In Noble Ambitions, Adrian Tinniswood’s preposterously entertaining history of the postwar country house, Bowood and its ilk are mourned, but only quietly; if the author bows his head at their passing, he’s certainly not about to collapse into histrionic sobs. Gazing at what remains of Stratton Park in Hampshire after its demolition in 1960 by John “Basher” Baring of the banking family – a sole Doric portico by George Dance the Younger sits beside the ugly modern house he commissioned to replace it – you can almost hear him laughing, in fact. In truth, he’s more interested in the living than the lost, and with good reason. As he notes, even when the demolitions were at their height, new houses were still going up and existing ones being reinvented, remodelled or sold to new owners – a fact that, thanks in part to the V&A’s famously emotive 1974 exhibition The Destruction of the Country House, has long been obscured in the public mind.

Tinniswood’s book, then, is about those aristocrats who were either rich enough to keep going, unimpeded by rising taxes, or who cleverly adapted to the new order, opening their drawing rooms to the public and populating their parks with lions; and those non-aristocrats who could afford to snap up places now going cheap (George Harrison trumped the other Beatles, the Stones and the Who by buying the biggest pile of them all: Friar Park in Henley-on-Thames, a Victorian Leviathan that came with a ballroom, 25 bedrooms, and gardens that included a network of caves – one, accessible only by boat, was a replica of the Blue Grotto at Capri – and a miniature Matterhorn on which were perched model chamois). Naturally, none of them could possibly survive without help, and in the postwar world, this meant not only domestic staff – tricky, because no one wanted to work as a servant any more – but the myriad interior designers, architects and party planners who also inhabit Noble Ambitions. Thanks to this, reading it is rather like leafing through an old leather-bound Smythson address book whose well-connected owner has helpfully added waspish notes, gossip and the odd family tree. In other words, it’s heaven.

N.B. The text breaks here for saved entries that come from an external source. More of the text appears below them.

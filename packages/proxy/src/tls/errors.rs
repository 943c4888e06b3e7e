//! TLS-specific error types for detailed error handling

/// TLS-specific error types for detailed error handling
#[derive(Debug, thiserror::Error)]
pub enum TlsError {
    #[error("Certificate parsing failed: {0}")]
    CertificateParsing(String),
    #[error("Private key parsing failed: {0}")]
    KeyParsing(String),
    #[error("Invalid server name {0}")]
    InvalidServerName(String),
    #[error("No trusted root certificates available")]
    EmptyRootStore,
    #[error("TLS configuration rejected: {0}")]
    Rustls(#[from] rustls::Error),
    #[error("IO error: {0}")]
    Io(#[from] std::io::Error),
}

impl From<TlsError> for crate::Error {
    fn from(error: TlsError) -> Self {
        match error {
            TlsError::InvalidServerName(_) | TlsError::Io(_) => crate::error::handshake(error),
            _ => crate::error::config(error),
        }
    }
}
//! Types most embedding applications need.

pub use crate::buffer::{BufferChain, Segment, read_segment};
pub use crate::collector::{ChannelCollector, CollectedExchange, Collector, NullCollector};
pub use crate::config::{ConnectConfig, OverloadPolicy, ServerConfig, Validator};
pub use crate::connect::{Connection, ConnectionState, Connector, Scheme};
pub use crate::dns::{GaiResolver, HickoryResolver, Resolve, StaticResolver};
pub use crate::error::{Error, Kind};
pub use crate::handler::{Exchange, HandlerContext, HandlerFactory, RequestHandler, Transcript};
pub use crate::server::{Heartbeat, Server, ShutdownHandle};
pub use crate::telemetry::ServerStatsSnapshot;
pub use crate::tls::{TlsClientConfig, TlsServerConfig};
#![allow(dead_code)]

use std::net::SocketAddr;
use std::time::Duration;

use futures::future::BoxFuture;
use marvin_proxy::buffer::read_segment;
use marvin_proxy::{BufferChain, Connection, Exchange, HandlerContext, RequestHandler, Transcript};
use tokio::net::TcpListener;

/// Echoes every read back to the client, one exchange per read.
pub struct EchoHandler;

impl RequestHandler for EchoHandler {
    fn exchange<'a>(
        &'a mut self,
        connection: &'a mut dyn Connection,
        _context: &'a HandlerContext,
    ) -> BoxFuture<'a, marvin_proxy::Result<Exchange>> {
        Box::pin(async move {
            let mut segment = read_segment();
            if connection.read(&mut segment).await? == 0 {
                return Ok(Exchange::end_of_session());
            }
            let request = BufferChain::from(segment);
            connection.write(&request).await?;
            Ok(Exchange::completed(
                Transcript::new(request.clone(), request),
                true,
            ))
        })
    }
}

pub fn echo_factory(_: &dyn Connection) -> Box<dyn RequestHandler> {
    Box::new(EchoHandler)
}

pub async fn loopback_listener() -> (TcpListener, SocketAddr) {
    let listener = TcpListener::bind("127.0.0.1:0").await.expect("bind loopback");
    let addr = listener.local_addr().expect("local addr");
    (listener, addr)
}

/// An address on loopback with nothing listening.
pub async fn refused_addr() -> SocketAddr {
    let (listener, addr) = loopback_listener().await;
    drop(listener);
    addr
}

pub struct SelfSigned {
    pub cert_pem: String,
    pub key_pem: String,
}

pub fn self_signed(host: &str) -> SelfSigned {
    let key_pair = rcgen::KeyPair::generate().expect("generate key");
    let params = rcgen::CertificateParams::new(vec![host.to_string()]).expect("certificate params");
    let cert = params.self_signed(&key_pair).expect("self-sign");
    SelfSigned {
        cert_pem: cert.pem(),
        key_pem: key_pair.serialize_pem(),
    }
}

/// Polls `condition` until it holds or two seconds pass.
pub async fn wait_until(mut condition: impl FnMut() -> bool) -> bool {
    for _ in 0..200 {
        if condition() {
            return true;
        }
        tokio::time::sleep(Duration::from_millis(10)).await;
    }
    condition()
}
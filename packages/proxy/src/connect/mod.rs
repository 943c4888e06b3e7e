//! Plain and encrypted connections
//!
//! [`Connection`] is the capability every socket variant implements;
//! [`TcpConnection`] and [`TlsConnection`] are chosen at construction time.
//! [`Connector`] builds upstream connections for protocol handlers.

pub mod candidates;
pub mod connection;
pub mod connector;
mod io;
pub mod socket_config;
pub mod tcp;
pub mod tls;

pub use candidates::connect_candidates;
pub use connection::{Connection, ConnectionId, ConnectionProbe, ConnectionState, RawFd, Scheme};
pub use connector::Connector;
pub use socket_config::configure_tcp_socket;
pub use tcp::TcpConnection;
pub use tls::TlsConnection;
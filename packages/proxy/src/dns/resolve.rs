//! DNS resolution trait and names

use std::net::{IpAddr, SocketAddr};
use std::str::FromStr;

use futures::future::BoxFuture;

/// Future returned by [`Resolve::resolve`], yielding candidates in preference order.
pub type Resolving = BoxFuture<'static, crate::Result<Vec<SocketAddr>>>;

/// Resolves a hostname into connect candidates.
///
/// Implementations return a `Resolve`-kind error when nothing resolves; an
/// empty `Ok` is treated the same way by callers.
pub trait Resolve: Send + Sync + 'static {
    fn resolve(&self, name: Name, port: u16) -> Resolving;
}

/// DNS name representation for hostname resolution.
#[derive(Debug, Clone, PartialEq, Eq, Hash)]
pub struct Name(String);

impl Name {
    /// Returns the name as a string slice.
    #[must_use]
    pub fn as_str(&self) -> &str {
        &self.0
    }
}

impl std::fmt::Display for Name {
    fn fmt(&self, f: &mut std::fmt::Formatter<'_>) -> std::fmt::Result {
        f.write_str(&self.0)
    }
}

impl From<String> for Name {
    fn from(s: String) -> Self {
        Name(s)
    }
}

impl From<&str> for Name {
    fn from(s: &str) -> Self {
        Name(s.to_string())
    }
}

/// Fast path for IP literals, including bracketed IPv6 (`[::1]`).
#[must_use]
pub fn ip_literal(host: &str, port: u16) -> Option<SocketAddr> {
    let trimmed = host
        .strip_prefix('[')
        .and_then(|h| h.strip_suffix(']'))
        .unwrap_or(host);
    IpAddr::from_str(trimmed)
        .ok()
        .map(|ip| SocketAddr::new(ip, port))
}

It can be funny, looking on as toffs such as Lord Lichfield and the Marquess of Londonderry try to be groovy

Tinniswood begins, not unpredictably, with the owner of Longleat, Henry Thynne, the Marquess of Bath, who announced to the people of Corsley in Wiltshire at their annual flower show in 1945 that he, their landlord, would be selling off their village (no more homemade Madeira cake for him). A recent Labour budget had raised estate duties to 75%, and thanks to this, his father’s death had left him with a tax bill of about £100m in today’s money. But even this wasn’t quite enough to save him. Two decades later, Thynne, now in partnership with the circus trainer Jimmy Chipperfield, would fill the grounds of Longleat with giraffes and baboons.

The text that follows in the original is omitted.